* [What you should do]: Report each line of the data that contains the string "HaltReason".

##########

impl Machine {
    pub fn new(ram_bytes: usize, xlen: Xlen) -> Self {
        Self {
            cpu: Cpu::new(xlen),
            bus: Bus::new(ram_bytes),
            mmu: Mmu::new(),
            reservation: None,
            tohost: None,
            exit_code: None,
        }
    }

    pub fn xlen(&self) -> Xlen {
        self.cpu.xlen()
    }

    /// Physical address whose stores end the run.
    pub fn set_tohost(&mut self, addr: Option<u64>) {
        self.tohost = addr;
    }

    pub fn tohost(&self) -> Option<u64> {
        self.tohost
    }

    pub fn exit_code(&self) -> Option<u64> {
        self.exit_code
    }

    pub fn halt_reason(&self) -> Option<HaltReason> {
        self.exit_code.map(|code| HaltReason::HostExit { code })
    }

    pub fn is_halted(&self) -> bool {
        self.exit_code.is_some()
    }

    /// Executes one instruction, or takes one pending interrupt.
    pub fn step(&mut self) -> Result<StepOutcome, MachineError> {
        if let Some(reason) = self.halt_reason() {
            return Ok(StepOutcome::Halted(reason));
        }

        self.bus.tick(&mut self.cpu.csrs);
        let csrs = &mut self.cpu.csrs;
        if csrs.mcountinhibit & 0b001 == 0 {
            csrs.cycle = csrs.cycle.wrapping_add(1);
        }

        if let Some(trap) = csrs
            .check_pending_interrupt()
            .and_then(|cause| Trap::interrupt(cause, self.cpu.pc))
        {
            self.take_trap(trap)?;
            return Ok(StepOutcome::Trapped(trap));
        }

        match self.execute_next() {
            Ok(()) => {
                let xlen = self.xlen();
                let csrs = &mut self.cpu.csrs;
                if csrs.mcountinhibit & 0b100 == 0 {
                    csrs.instret = csrs.instret.wrapping_add(1);
                }
                self.cpu.pc = xlen.truncate(self.cpu.pc);
                Ok(match self.halt_reason() {
                    Some(reason) => StepOutcome::Halted(reason),
                    None => StepOutcome::Continued,
                })
            }
            Err(trap) => {
                self.take_trap(trap)?;
                Ok(StepOutcome::Trapped(trap))
            }
        }
    }

    fn execute_next(&mut self) -> Result<(), Trap> {
        let pc = self.cpu.pc;
        let (raw, len) = self.fetch(pc)?;
        let instr = if len == 2 {
            compressed::expand(raw as u16, self.xlen()).with_pc(pc)?
        } else {
            decode::decode(raw, self.xlen()).with_pc(pc)?
        };
        if tracing::enabled!(Level::TRACE) {
            crate::debug::trace_instruction(&self.cpu, raw, len, &instr);
        }
        exec::execute(self, instr, raw, len)
    }

    /// Returns the raw instruction bits and their length in bytes.
    fn fetch(&mut self, pc: u64) -> Result<(u32, u64), Trap> {
        if pc & 1 != 0 {
            return Err(Trap::InstructionMisaligned { pc, addr: pc });
        }
        let low = self.fetch_half(pc, pc)?;
        if low & 0b11 != 0b11 {
            return Ok((low as u32, 2));
        }
        let high = self.fetch_half(pc, self.xlen().truncate(pc.wrapping_add(2)))?;
        Ok(((high as u32) << 16 | low as u32, 4))
    }

    fn fetch_half(&mut self, pc: u64, vaddr: u64) -> Result<u16, Trap> {
        let paddr = self.translate(vaddr, AccessKind::Fetch).with_pc(pc)?;
        self.bus
            .peek(paddr, Width::H)
            .map(|half| half as u16)
            .map_err(|_| Trap::InstructionAccessFault { pc, addr: vaddr })
    }

    /// Dispatches `trap`, or reports it as fatal when machine mode traps into
    /// a handler that cannot make progress. A fatal trap changes nothing.
    fn take_trap(&mut self, trap: Trap) -> Result<(), MachineError> {
        let route = trap::route(&self.cpu.csrs, &trap);
        if self.cpu.csrs.priv_mode == PrivMode::Machine && route.target == PrivMode::Machine {
            let loops = !trap.is_interrupt() && route.handler_pc == trap.pc();
            let unbacked = !self.bus.ram.contains(route.handler_pc, 2);
            if loops || unbacked {
                return Err(MachineError::Fatal {
                    trap,
                    handler: route.handler_pc,
                });
            }
        }
        self.reservation = None;
        trap::enter(&mut self.cpu, &trap, route);
        Ok(())
    }

    pub(crate) fn translate(&mut self, vaddr: u64, kind: AccessKind) -> Result<u64, MemError> {
        self.mmu.translate(&mut self.bus, &self.cpu.csrs, vaddr, kind)
    }

    /// Translates an access, and the following page too when the access
    /// crosses into it. Both translations happen before any byte moves.
    fn translate_span(
        &mut self,
        vaddr: u64,
        width: Width,
        kind: AccessKind,
    ) -> Result<Span, MemError> {
        let offset = vaddr & (PAGE_SIZE - 1);
        let first = self.translate(vaddr, kind)?;
        if offset + width.bytes() <= PAGE_SIZE {
            return Ok(Span::Contiguous(first));
        }
        let next = self.xlen().truncate((vaddr | (PAGE_SIZE - 1)).wrapping_add(1));
        let second = self.translate(next, kind)?;
        Ok(Span::Split {
            first,
            second,
            split: PAGE_SIZE - offset,
        })
    }

    /// Virtual load, zero-extended. Misaligned accesses are allowed.
    pub(crate) fn load(&mut self, vaddr: u64, width: Width) -> Result<u64, MemError> {
        let vaddr = self.xlen().truncate(vaddr);
        match self.translate_span(vaddr, width, AccessKind::Load)? {
            Span::Contiguous(paddr) => self.load_phys(paddr, vaddr, width, AccessKind::Load),
            Span::Split { first, second, split } => {
                let mut value = 0;
                for i in (0..width.bytes()).rev() {
                    let paddr = if i < split { first + i } else { second + (i - split) };
                    let byte = self.load_phys(paddr, vaddr, Width::B, AccessKind::Load)?;
                    value = (value << 8) | byte;
                }
                Ok(value)
            }
        }
    }

    /// Virtual store of the low `width` bytes of `value`.
    pub(crate) fn store(&mut self, vaddr: u64, width: Width, value: u64) -> Result<(), MemError> {
        let vaddr = self.xlen().truncate(vaddr);
        match self.translate_span(vaddr, width, AccessKind::Store)? {
            Span::Contiguous(paddr) => self.store_phys(paddr, vaddr, width, value),
            Span::Split { first, second, split } => {
                let byte_addr = |i| if i < split { first + i } else { second + (i - split) };
                // both halves must be writable before the first byte lands
                let rejected = (0..width.bytes())
                    .map(byte_addr)
                    .find(|&paddr| !self.bus.accepts_store(paddr, Width::B));
                if let Some(paddr) = rejected {
                    trace!(paddr, "split store rejected");
                    return Err(MemError::AccessFault {
                        kind: AccessKind::Store,
                        addr: vaddr,
                    });
                }
                for i in 0..width.bytes() {
                    self.bus
                        .store(byte_addr(i), Width::B, (value >> (8 * i)) & 0xff)
                        .map_err(|_| MemError::AccessFault {
                            kind: AccessKind::Store,
                            addr: vaddr,
                        })?;
                }
                self.check_tohost(first, truncate_to(width, value));
                Ok(())
            }
        }
    }

    /// Physical load. Bus misses become access faults on `vaddr`.
    pub(crate) fn load_phys(
        &mut self,
        paddr: u64,
        vaddr: u64,
        width: Width,
        kind: AccessKind,
    ) -> Result<u64, MemError> {
        self.bus
            .load(paddr, width)
            .map_err(|_| MemError::AccessFault { kind, addr: vaddr })
    }

    /// Physical store. A store to `tohost` halts the machine once it lands.
    pub(crate) fn store_phys(
        &mut self,
        paddr: u64,
        vaddr: u64,
        width: Width,
        value: u64,
    ) -> Result<(), MemError> {
        let value = truncate_to(width, value);
        self.bus
            .store(paddr, width, value)
            .map_err(|_| MemError::AccessFault {
                kind: AccessKind::Store,
                addr: vaddr,
            })?;
        self.check_tohost(paddr, value);
        Ok(())
    }

    fn check_tohost(&mut self, paddr: u64, value: u64) {
        if self.tohost == Some(paddr) && value != 0 {
            self.exit_code = Some(value);
        }
    }
}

##########

* [Task answer]:
    pub fn halt_reason(&self) -> Option<HaltReason> {
        self.exit_code.map(|code| HaltReason::HostExit { code })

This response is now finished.